Health Ministry fails to suspend violent nurses

Kandjemuni Kamuiiri and Rose-Mary Haufiku

The Ministry of Health and Social Services (MoHSS) says its hands are tied when it comes to taking disciplinary action against the three unidentified nurses from the Oshakati Intermediate Hospital who were filmed physically and verbally assaulting a patient.

The ministry has not suspended the three but instead assigned them new duties at the hospital while the matter is being investigated. Health Executive Director, Ben Nangombe, said, the Public Service Act dictates the circumstances under which a staff member in the public service may be suspended. “Suspension should first be conducted or effected when you receive recommendations from the Public Service Commission.

That’s why we are saying, we are going to act in terms of the provision of the Public Service Act. Suspension can be effected when you believe that the person may interfere with the witness or interfere with documents. I think in this particular case we do not believe that there is a possibility of this person interfering with witnesses or the people who are involved.”

Based on the Public Service Act of 1995, Nangombe said that an investigation will commence to establish all the relevant facts for appropriate action to be taken.

“The Ministry has informed the Public Service Commission about the incident. It is thus the duty of the Public Service Act to make provisions for circumstances under which a staff member in the public service may be suspended.”

Nangombe said the Ministry has also reported the matter to the Health Professions Councils of Namibia. “The Executive Director has reached out to the family of the patient to assure and inform them about the steps to be taken and to offer our sincere apologies for the inhumane treatment of their family member,” he added.

Nangombe said the Ministry condemned, in the strongest terms, the “heartless” act against an elderly patient placed in the Ministry’s hands, for care.

The incident is reported to have occurred on the night of 28 March. Based on the videos, after getting beaten and verbally abused by the health care workers, the patient said “I’m tired of getting beaten, I should just go die at home.”

When contacted for comments, Namibian Nurses Union Secretary General, Junias Shilunga, said he is unable to comment without the full details on the incident, as he was not fully aware of it. “As a Union, we will be required to get a thorough report about the whole thing. For now I won’t be at liberty to comment much on it,” he said.

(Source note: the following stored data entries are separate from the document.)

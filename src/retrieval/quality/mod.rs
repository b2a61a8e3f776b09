//! Content quality heuristics shared between ingestion and retrieval.
//!
//! The same signals that score a chunk at ingestion time rescore raw
//! similarity hits at query time: very short content is penalized,
//! boilerplate that repeats within one chunk is penalized, and density of
//! domain keywords and generic technical terms is rewarded.


/// Navigation/marketing phrases that tend to repeat across the corpus and
/// carry no answer content.
pub const BOILERPLATE_PHRASES: &[&str] = &[
    "complete learning path",
    "comprehensive journey",
    "ros 2 fundamentals",
    "advanced humanoid robotics",
];

/// Domain-specific keywords whose presence marks a chunk as on-topic.
pub const DOMAIN_KEYWORDS: &[&str] = &[
    "vision-language-action",
    "humanoid control",
    "robotics",
    "physical ai",
    "vla models",
    "embodied ai",
    "robot control",
    "machine learning",
    "deep learning",
    "neural networks",
    "computer vision",
    "natural language",
    "action planning",
    "humanoid robotics",
    "action models",
    "language models",
];

/// Generic technical vocabulary; weaker signal than [`DOMAIN_KEYWORDS`].
pub const TECHNICAL_TERMS: &[&str] = &[
    "algorithm",
    "function",
    "method",
    "process",
    "system",
    "model",
    "framework",
    "architecture",
    "protocol",
    "procedure",
    "technique",
    "approach",
    "theory",
    "principle",
    "concept",
    "definition",
    "equation",
    "formula",
    "implementation",
];

const SHORT_CONTENT_CHARS: usize = 50;
const SHORT_CONTENT_PENALTY: f32 = 0.7;
const BOILERPLATE_PENALTY: f32 = 0.5;
const KEYWORD_BOOST: f32 = 0.2;
const TERM_BOOST: f32 = 0.1;
const KEYWORD_FLOOR: f32 = 0.3;

/// Adjust a base similarity score by content quality signals.
///
/// The result is always clamped to `[0.0, 1.0]`. When at least one domain
/// keyword matches, the score is floored at 0.3 so relevant content survives
/// a weak raw similarity.
#[inline]
pub fn adjust_score(base: f32, content: &str) -> f32 {
    let content_lower = content.to_lowercase();
    let mut score = base;

    if content.trim().chars().count() < SHORT_CONTENT_CHARS {
        score *= SHORT_CONTENT_PENALTY;
    }

    if has_repeated_boilerplate(&content_lower) {
        score *= BOILERPLATE_PENALTY;
    }

    let keyword_matches = keyword_hits(&content_lower);
    if keyword_matches > 0 {
        score = (score * KEYWORD_BOOST.mul_add(keyword_matches as f32, 1.0)).min(1.0);
    }

    let term_matches = technical_term_hits(&content_lower);
    if term_matches > 0 {
        score = (score * TERM_BOOST.mul_add(term_matches as f32, 1.0)).min(1.0);
    }

    if keyword_matches > 0 && score < KEYWORD_FLOOR {
        score = KEYWORD_FLOOR;
    }

    score.clamp(0.0, 1.0)
}

/// Number of distinct domain keywords present in the (lowercased) content.
#[inline]
pub fn keyword_hits(content_lower: &str) -> usize {
    DOMAIN_KEYWORDS
        .iter()
        .filter(|kw| content_lower.contains(*kw))
        .count()
}

/// Number of distinct generic technical terms present in the content.
#[inline]
pub fn technical_term_hits(content_lower: &str) -> usize {
    TECHNICAL_TERMS
        .iter()
        .filter(|term| content_lower.contains(*term))
        .count()
}

/// True when any boilerplate phrase appears more than once within the
/// content, which marks the chunk as repetitive filler.
#[inline]
pub fn has_repeated_boilerplate(content_lower: &str) -> bool {
    BOILERPLATE_PHRASES
        .iter()
        .any(|phrase| count_occurrences(content_lower, phrase) > 1)
}

/// Fraction of tokens that are repeats of an earlier token, in `[0.0, 1.0]`.
#[inline]
pub fn repeated_token_ratio(content_lower: &str) -> f32 {
    let words: Vec<&str> = content_lower.split_whitespace().collect();
    if words.is_empty() {
        return 0.0;
    }
    let unique: std::collections::HashSet<&str> = words.iter().copied().collect();
    1.0 - (unique.len() as f32 / words.len() as f32)
}

/// Dedup key for retrieved content: the first 100 characters, trimmed and
/// lowercased. Character-based so multibyte text cannot split a code point.
#[inline]
pub fn content_prefix_key(content: &str) -> String {
    content.trim().chars().take(100).collect::<String>().to_lowercase()
}

fn count_occurrences(haystack: &str, needle: &str) -> usize {
    if needle.is_empty() {
        return 0;
    }
    haystack.match_indices(needle).count()
}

“It is not how we should treat a patient. Our people need to be treated with humility and dignity. The moment we get a full report we will comment with authority.”

Registrar of the Nursing Council of Namibia, Cornelius Weyulu told Windhoek Observer that , “ the conduct of nurses in the video clip falls below the expected professional standard and that the ultimate aim of the Council is to protect the public against unprofessional conduct of the nurses and midwives/accoucheurs.”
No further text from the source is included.